- Task to carry out
Lines from the beginning of the data through the line containing "pub fn resolve_pattern(pattern: &str, member: &str)" are to be copied exactly, with no other line included.

(Stored items)
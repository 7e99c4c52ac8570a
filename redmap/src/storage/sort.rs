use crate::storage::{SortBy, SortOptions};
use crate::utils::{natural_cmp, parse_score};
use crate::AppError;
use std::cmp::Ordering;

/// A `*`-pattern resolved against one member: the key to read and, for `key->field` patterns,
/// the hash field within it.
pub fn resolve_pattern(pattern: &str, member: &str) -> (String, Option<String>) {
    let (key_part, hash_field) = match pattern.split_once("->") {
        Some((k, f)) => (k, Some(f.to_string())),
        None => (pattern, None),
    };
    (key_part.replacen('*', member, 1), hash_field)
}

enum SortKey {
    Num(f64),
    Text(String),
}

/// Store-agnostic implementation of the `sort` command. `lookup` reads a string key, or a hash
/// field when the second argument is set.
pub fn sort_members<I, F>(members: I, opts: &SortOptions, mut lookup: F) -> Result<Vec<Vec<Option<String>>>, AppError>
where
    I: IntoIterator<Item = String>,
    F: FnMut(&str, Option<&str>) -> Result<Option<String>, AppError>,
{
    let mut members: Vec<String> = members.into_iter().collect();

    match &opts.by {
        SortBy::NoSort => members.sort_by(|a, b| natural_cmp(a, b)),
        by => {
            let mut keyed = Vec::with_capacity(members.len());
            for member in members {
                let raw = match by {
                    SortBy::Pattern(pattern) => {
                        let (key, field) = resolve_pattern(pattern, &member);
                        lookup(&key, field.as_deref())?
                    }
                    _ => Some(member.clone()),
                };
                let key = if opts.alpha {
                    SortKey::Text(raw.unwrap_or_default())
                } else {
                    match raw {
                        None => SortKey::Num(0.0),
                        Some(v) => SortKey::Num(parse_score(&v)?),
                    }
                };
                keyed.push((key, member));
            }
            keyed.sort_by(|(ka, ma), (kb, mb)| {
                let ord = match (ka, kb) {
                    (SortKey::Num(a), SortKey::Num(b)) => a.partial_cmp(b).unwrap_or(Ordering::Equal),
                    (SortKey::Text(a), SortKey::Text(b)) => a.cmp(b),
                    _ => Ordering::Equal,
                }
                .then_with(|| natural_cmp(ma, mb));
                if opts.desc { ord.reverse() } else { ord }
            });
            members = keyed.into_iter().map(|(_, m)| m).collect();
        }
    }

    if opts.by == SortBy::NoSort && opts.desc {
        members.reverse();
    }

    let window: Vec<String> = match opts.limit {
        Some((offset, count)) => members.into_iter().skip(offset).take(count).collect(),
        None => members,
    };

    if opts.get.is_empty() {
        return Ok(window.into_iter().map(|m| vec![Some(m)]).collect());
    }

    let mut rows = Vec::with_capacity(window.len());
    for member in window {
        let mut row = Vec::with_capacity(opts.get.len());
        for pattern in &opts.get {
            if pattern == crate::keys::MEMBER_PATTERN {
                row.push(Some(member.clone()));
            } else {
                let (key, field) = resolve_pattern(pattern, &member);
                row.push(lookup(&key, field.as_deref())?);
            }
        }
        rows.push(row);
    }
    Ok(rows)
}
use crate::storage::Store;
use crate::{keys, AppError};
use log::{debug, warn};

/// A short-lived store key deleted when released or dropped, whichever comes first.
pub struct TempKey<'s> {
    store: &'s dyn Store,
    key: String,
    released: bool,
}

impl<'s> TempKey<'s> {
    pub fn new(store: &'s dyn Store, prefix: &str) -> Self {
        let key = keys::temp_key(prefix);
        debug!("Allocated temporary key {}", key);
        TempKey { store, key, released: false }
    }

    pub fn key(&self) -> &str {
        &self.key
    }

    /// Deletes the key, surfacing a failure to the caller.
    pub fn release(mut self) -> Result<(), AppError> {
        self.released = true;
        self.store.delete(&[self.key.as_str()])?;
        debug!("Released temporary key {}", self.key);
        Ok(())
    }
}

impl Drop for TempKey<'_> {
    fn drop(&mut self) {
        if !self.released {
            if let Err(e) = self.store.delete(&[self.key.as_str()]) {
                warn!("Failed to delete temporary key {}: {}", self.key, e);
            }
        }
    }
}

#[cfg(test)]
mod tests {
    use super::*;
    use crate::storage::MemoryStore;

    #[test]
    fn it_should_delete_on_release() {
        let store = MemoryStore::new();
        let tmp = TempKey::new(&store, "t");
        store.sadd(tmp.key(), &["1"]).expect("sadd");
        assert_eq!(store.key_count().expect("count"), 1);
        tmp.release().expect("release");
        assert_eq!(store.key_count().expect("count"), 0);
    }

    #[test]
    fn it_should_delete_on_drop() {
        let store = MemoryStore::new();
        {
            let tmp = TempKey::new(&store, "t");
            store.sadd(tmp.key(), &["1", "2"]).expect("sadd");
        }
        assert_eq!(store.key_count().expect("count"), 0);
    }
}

- Task output
repository 7e99c4c52ac8570a
filename redmap/src/storage/sort.rs
use crate::storage::{SortBy, SortOptions};
use crate::utils::{natural_cmp, parse_score};
use crate::AppError;
use std::cmp::Ordering;

/// A `*`-pattern resolved against one member: the key to read and, for `key->field` patterns,
/// the hash field within it.
pub fn resolve_pattern(pattern: &str, member: &str) -> (String, Option<String>) {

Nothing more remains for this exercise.